Ben Okri (BO): I don’t subscribe to the notion that all literature is born of childhood memories. However, I think childhood memories form an important invisible and immeasurable foundation to one’s writing; if not to one’s writing, then certainly to one’s angle towards the world. I don’t think at all that one can ascribe everything to one’s childhood. There are writers who are writers of childhood; there are writers who open themselves up to the influence of their childhood; and there are many writers who don’t – they are contemporary in looking at the world.

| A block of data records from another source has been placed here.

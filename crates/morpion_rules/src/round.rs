//! Phase-specific typestate structs for a single morpion round.
//!
//! Each phase is its own type. A `RoundFinished` always has an outcome,
//! and only a `RoundInProgress` accepts moves.

use super::action::{Move, MoveError};
use super::phases::Outcome;
use super::rules;
use super::{Board, Player, Position, Square};
use tracing::{debug, instrument};

// ─────────────────────────────────────────────────────────────
//  Setup Phase
// ─────────────────────────────────────────────────────────────

/// Round in setup phase - the board is always empty.
#[derive(Debug, Clone, Default)]
pub struct RoundSetup {
    board: Board,
}

impl RoundSetup {
    /// Creates a new round in setup phase.
    #[instrument]
    pub fn new() -> Self {
        Self::default()
    }

    /// Returns the board.
    pub fn board(&self) -> &Board {
        &self.board
    }

    /// Starts the round with the given first player.
    #[instrument(skip(self))]
    pub fn start(self, first_player: Player) -> RoundInProgress {
        RoundInProgress {
            board: self.board,
            history: Vec::new(),
            to_move: first_player,
            starting_player: first_player,
        }
    }
}

// ─────────────────────────────────────────────────────────────
//  InProgress Phase
// ─────────────────────────────────────────────────────────────

/// Round in progress - accepts moves from alternating players.
#[derive(Debug, Clone)]
pub struct RoundInProgress {
    pub(crate) board: Board,
    pub(crate) history: Vec<Move>,
    pub(crate) to_move: Player,
    pub(crate) starting_player: Player,
}

impl RoundInProgress {
    /// Makes a move, consuming self and transitioning to the next state.
    ///
    /// Preconditions are checked always; the round invariants are
    /// re-checked after the move in debug builds.
    ///
    /// # Errors
    ///
    /// - [`MoveError::SquareOccupied`] if the square is taken
    /// - [`MoveError::WrongPlayer`] if it is not `action.player`'s turn
    #[instrument(skip(self), fields(to_move = ?self.to_move))]
    pub fn make_move(self, action: Move) -> Result<RoundResult, MoveError> {
        if !self.board.is_empty(action.position) {
            return Err(MoveError::SquareOccupied(action.position));
        }
        if action.player != self.to_move {
            return Err(MoveError::WrongPlayer(action.player));
        }

        let mut round = self;
        round.board.set(action.position, Square::Occupied(action.player));
        round.history.push(action);

        if let Some(line) = rules::winning_line(&round.board) {
            debug!(winner = ?action.player, ?line, "Round won");
            return Ok(RoundResult::Finished(RoundFinished {
                board: round.board,
                history: round.history,
                starting_player: round.starting_player,
                outcome: Outcome::Winner(action.player),
                winning_line: Some(line),
            }));
        }

        if rules::is_full(&round.board) {
            debug!("Round drawn");
            return Ok(RoundResult::Finished(RoundFinished {
                board: round.board,
                history: round.history,
                starting_player: round.starting_player,
                outcome: Outcome::Draw,
                winning_line: None,
            }));
        }

        round.to_move = round.to_move.opponent();

        #[cfg(debug_assertions)]
        check_invariants(&round)?;

        Ok(RoundResult::InProgress(round))
    }

    /// Returns the player to move.
    pub fn to_move(&self) -> Player {
        self.to_move
    }

    /// Returns the player who opened this round.
    pub fn starting_player(&self) -> Player {
        self.starting_player
    }

    /// Returns the board.
    pub fn board(&self) -> &Board {
        &self.board
    }

    /// Returns move history.
    pub fn history(&self) -> &[Move] {
        &self.history
    }

    /// Returns valid positions.
    pub fn valid_moves(&self) -> Vec<Position> {
        Position::valid_moves(&self.board)
    }

    /// Replays moves from an empty board opened by `first_player`.
    #[instrument(skip(moves), fields(moves = moves.len()))]
    pub fn replay(first_player: Player, moves: &[Move]) -> Result<RoundResult, MoveError> {
        let mut round = RoundSetup::new().start(first_player);

        for action in moves {
            match round.make_move(*action)? {
                RoundResult::InProgress(r) => round = r,
                finished @ RoundResult::Finished(_) => return Ok(finished),
            }
        }

        Ok(RoundResult::InProgress(round))
    }
}

#[cfg(debug_assertions)]
fn check_invariants(round: &RoundInProgress) -> Result<(), MoveError> {
    use super::invariants::{InvariantSet, RoundInvariants};

    RoundInvariants::check_all(round).map_err(|violations| {
        let descriptions = violations
            .iter()
            .map(|v| v.description.as_str())
            .collect::<Vec<_>>()
            .join("; ");
        MoveError::InvariantViolation(format!("Postcondition failed: {}", descriptions))
    })
}

// ─────────────────────────────────────────────────────────────
//  Finished Phase
// ─────────────────────────────────────────────────────────────

/// Round finished - outcome determined.
#[derive(Debug, Clone)]
pub struct RoundFinished {
    board: Board,
    history: Vec<Move>,
    starting_player: Player,
    outcome: Outcome,
    winning_line: Option<[Position; 3]>,
}

impl RoundFinished {
    /// Returns the outcome.
    pub fn outcome(&self) -> &Outcome {
        &self.outcome
    }

    /// Returns the completed line, present only when the round was won.
    pub fn winning_line(&self) -> Option<[Position; 3]> {
        self.winning_line
    }

    /// Returns the board.
    pub fn board(&self) -> &Board {
        &self.board
    }

    /// Returns move history.
    pub fn history(&self) -> &[Move] {
        &self.history
    }

    /// Returns the player who opened this round.
    pub fn starting_player(&self) -> Player {
        self.starting_player
    }

    /// Consumes the finished round and returns an empty setup.
    #[instrument(skip(self))]
    pub fn restart(self) -> RoundSetup {
        RoundSetup::new()
    }
}

// ─────────────────────────────────────────────────────────────
//  Result Type
// ─────────────────────────────────────────────────────────────

/// Result of making a move.
#[derive(Debug)]
pub enum RoundResult {
    /// Round continues.
    InProgress(RoundInProgress),
    /// Round finished.
    Finished(RoundFinished),
}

For me, I am partly a writer of childhood because I am fascinated by it in terms of its openness. That is not to say that I am fascinated by ‘my’ childhood but by its childhood quality of intensity, of looking at things always with fresh eyes. There’s a certain innocence about it too but innocence in childhood and innocence as an adult are, no doubt, two different kinds of innocence. And to maintain innocence as an adult is an extraordinarily heroic act. If it’s not heroic, then it’s stupid. Innocence in adulthood means that you can see what the world order is, you can see how treacherous it can be, you can see how full of betrayals it can be, how unfair and unjust it is; yet you still choose to live it. You still choose to trust certain fundamental things. It’s a choice.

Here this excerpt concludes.